While steel takes longer to degrade from moisture than other construction materials, steel is still susceptible to moisture intrusion. Moisture on the steel deck can cause corrosion, including rust, that if left untreated, can weaken the deck structure and require section replacement.

Wood Decks

Wood decks may be composed of plywood, oriented strand board (OSB), plank, panelized, or mass timber. Roughly 25 percent of roof decks are wood, a factor related to both regional construction preferences and the age of the building. Wood is a combustible and organic material, which are primary characteristics that need to be considered when designing low-slope roofing assemblies. Being an organic material, wood is susceptible to moisture so insulation placement and condensation potential are critical in the design. While it is common to have below-deck insulation in wood deck assemblies, the addition of insulation above deck may substantially reduce the condensation potential in assemblies where there is risk. Condensation, or trapped moisture on wood decks can rot the wood deck, which can lead to substantial wood deck replacement during reroofing.
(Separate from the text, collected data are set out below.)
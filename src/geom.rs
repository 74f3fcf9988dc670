//! Geometry primitives: points, segments, and axis-aligned rectangles in model space.
//!
//! Everything here is a pure value type. Callers guarantee finite inputs, so no
//! function in this module can fail.

#[cfg(test)]
#[path = "geom_test.rs"]
mod geom_test;

use std::ops::{Add, Mul, Sub};

use serde::{Deserialize, Serialize};

/// A point in either screen or model space.
#[derive(Debug, Clone, Copy, PartialEq, Default, Serialize, Deserialize)]
pub struct Point {
    pub x: f64,
    pub y: f64,
}

/// Displacement between two points. Shares the representation of [`Point`].
pub type Vector = Point;

impl Point {
    #[must_use]
    pub fn new(x: f64, y: f64) -> Self {
        Self { x, y }
    }

    /// Euclidean length when read as a vector.
    #[must_use]
    pub fn length(self) -> f64 {
        self.x.hypot(self.y)
    }
}

impl Add for Point {
    type Output = Point;

    fn add(self, rhs: Point) -> Point {
        Point::new(self.x + rhs.x, self.y + rhs.y)
    }
}

impl Sub for Point {
    type Output = Point;

    fn sub(self, rhs: Point) -> Point {
        Point::new(self.x - rhs.x, self.y - rhs.y)
    }
}

impl Mul<f64> for Point {
    type Output = Point;

    fn mul(self, rhs: f64) -> Point {
        Point::new(self.x * rhs, self.y * rhs)
    }
}

// --- Free functions ---

#[must_use]
pub fn add(a: Point, b: Vector) -> Point {
    a + b
}

#[must_use]
pub fn subtract(a: Point, b: Point) -> Vector {
    a - b
}

#[must_use]
pub fn scale(v: Vector, factor: f64) -> Vector {
    v * factor
}

#[must_use]
pub fn dot(a: Vector, b: Vector) -> f64 {
    a.x * b.x + a.y * b.y
}

#[must_use]
pub fn distance(a: Point, b: Point) -> f64 {
    (a - b).length()
}

/// Project `p` onto the segment `start..end`.
///
/// The projection parameter is clamped to the segment, so a point beyond either
/// end maps onto that endpoint. A zero-length segment yields `start`.
#[must_use]
pub fn nearest_point_on_segment(p: Point, start: Point, end: Point) -> Point {
    let seg = end - start;
    let len = seg.length();
    if len == 0.0 {
        return start;
    }
    let dir = seg * (1.0 / len);
    let t = dot(p - start, dir).clamp(0.0, len);
    start + dir * t
}

/// A straight segment between two points.
#[derive(Debug, Clone, Copy, PartialEq)]
pub struct Segment {
    pub start: Point,
    pub end: Point,
}

impl Segment {
    #[must_use]
    pub fn new(start: Point, end: Point) -> Self {
        Self { start, end }
    }

    #[must_use]
    pub fn midpoint(&self) -> Point {
        (self.start + self.end) * 0.5
    }

    #[must_use]
    pub fn nearest_point(&self, p: Point) -> Point {
        nearest_point_on_segment(p, self.start, self.end)
    }
}

/// One of the four corners of a rectangle.
#[derive(Debug, Clone, Copy, PartialEq, Eq, Hash, Serialize, Deserialize)]
#[serde(rename_all = "snake_case")]
pub enum Corner {
    TopLeft,
    TopRight,
    BottomRight,
    BottomLeft,
}

impl Corner {
    /// Corners in clockwise order starting at the top-left.
    pub const ALL: [Corner; 4] = [Corner::TopLeft, Corner::TopRight, Corner::BottomRight, Corner::BottomLeft];

    /// The diagonally opposite corner, which stays fixed during a resize.
    #[must_use]
    pub fn opposite(self) -> Self {
        match self {
            Self::TopLeft => Self::BottomRight,
            Self::TopRight => Self::BottomLeft,
            Self::BottomRight => Self::TopLeft,
            Self::BottomLeft => Self::TopRight,
        }
    }

    /// Whether this corner sits on the rectangle's left edge.
    #[must_use]
    pub fn is_left(self) -> bool {
        matches!(self, Self::TopLeft | Self::BottomLeft)
    }

    /// Whether this corner sits on the rectangle's top edge.
    #[must_use]
    pub fn is_top(self) -> bool {
        matches!(self, Self::TopLeft | Self::TopRight)
    }
}

/// One of the four sides of a rectangle.
#[derive(Debug, Clone, Copy, PartialEq, Eq, Hash, Serialize, Deserialize)]
#[serde(rename_all = "snake_case")]
pub enum Edge {
    Top,
    Right,
    Bottom,
    Left,
}

impl Edge {
    pub const ALL: [Edge; 4] = [Edge::Top, Edge::Right, Edge::Bottom, Edge::Left];
}

/// Axis-aligned rectangle in model space.
///
/// Width and height are positive for every rectangle held by the scene; the
/// constructors do not enforce it so that intermediate values can be checked
/// by the caller before they are committed.
#[derive(Debug, Clone, Copy, PartialEq, Serialize, Deserialize)]
pub struct Rect {
    pub top_left: Point,
    pub width: f64,
    pub height: f64,
}

impl Rect {
    #[must_use]
    pub fn new(top_left: Point, width: f64, height: f64) -> Self {
        Self { top_left, width, height }
    }

    /// Build from edge coordinates. `right < left` yields a negative width.
    #[must_use]
    pub fn from_edges(left: f64, top: f64, right: f64, bottom: f64) -> Self {
        Self { top_left: Point::new(left, top), width: right - left, height: bottom - top }
    }

    /// A rectangle of the given size whose center is `center`.
    #[must_use]
    pub fn centered_at(center: Point, width: f64, height: f64) -> Self {
        Self::new(Point::new(center.x - width / 2.0, center.y - height / 2.0), width, height)
    }

    #[must_use]
    pub fn left(&self) -> f64 {
        self.top_left.x
    }

    #[must_use]
    pub fn right(&self) -> f64 {
        self.top_left.x + self.width
    }

    #[must_use]
    pub fn top(&self) -> f64 {
        self.top_left.y
    }

    #[must_use]
    pub fn bottom(&self) -> f64 {
        self.top_left.y + self.height
    }

    #[must_use]
    pub fn center(&self) -> Point {
        Point::new(self.top_left.x + self.width / 2.0, self.top_left.y + self.height / 2.0)
    }

    #[must_use]
    pub fn corner(&self, corner: Corner) -> Point {
        match corner {
            Corner::TopLeft => Point::new(self.left(), self.top()),
            Corner::TopRight => Point::new(self.right(), self.top()),
            Corner::BottomRight => Point::new(self.right(), self.bottom()),
            Corner::BottomLeft => Point::new(self.left(), self.bottom()),
        }
    }

    /// All four corners in [`Corner::ALL`] order.
    #[must_use]
    pub fn corners(&self) -> [Point; 4] {
        Corner::ALL.map(|c| self.corner(c))
    }

    /// The side as a segment running clockwise around the rectangle.
    #[must_use]
    pub fn edge(&self, edge: Edge) -> Segment {
        match edge {
            Edge::Top => Segment::new(self.corner(Corner::TopLeft), self.corner(Corner::TopRight)),
            Edge::Right => Segment::new(self.corner(Corner::TopRight), self.corner(Corner::BottomRight)),
            Edge::Bottom => Segment::new(self.corner(Corner::BottomRight), self.corner(Corner::BottomLeft)),
            Edge::Left => Segment::new(self.corner(Corner::BottomLeft), self.corner(Corner::TopLeft)),
        }
    }

    /// All four sides in [`Edge::ALL`] order.
    #[must_use]
    pub fn edges(&self) -> [Segment; 4] {
        Edge::ALL.map(|e| self.edge(e))
    }

    #[must_use]
    pub fn translate(&self, by: Vector) -> Self {
        Self { top_left: self.top_left + by, ..*self }
    }

    /// Inclusive containment test.
    #[must_use]
    pub fn contains(&self, p: Point) -> bool {
        p.x >= self.left() && p.x <= self.right() && p.y >= self.top() && p.y <= self.bottom()
    }

    /// Smallest rectangle covering both.
    #[must_use]
    pub fn union(&self, other: &Rect) -> Self {
        Self::from_edges(
            self.left().min(other.left()),
            self.top().min(other.top()),
            self.right().max(other.right()),
            self.bottom().max(other.bottom()),
        )
    }

    /// Grow outward by `by` on every side.
    #[must_use]
    pub fn expand(&self, by: f64) -> Self {
        Self::from_edges(self.left() - by, self.top() - by, self.right() + by, self.bottom() + by)
    }
}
Additional considerations are required to accommodate combustibility requirements. A material such as a fire resistant slip sheet may be required on the deck prior to installation of insulation, or the use of a fire rated insulation board with coated glass fiber facers that will meet a specific fire rating may be installed directly on the wood deck.

Roof systems are typically mechanically attached to wood decks. Where rigid insulation is used above deck, the first layer of insulation can be mechanically attached and subsequent layers can be adhered.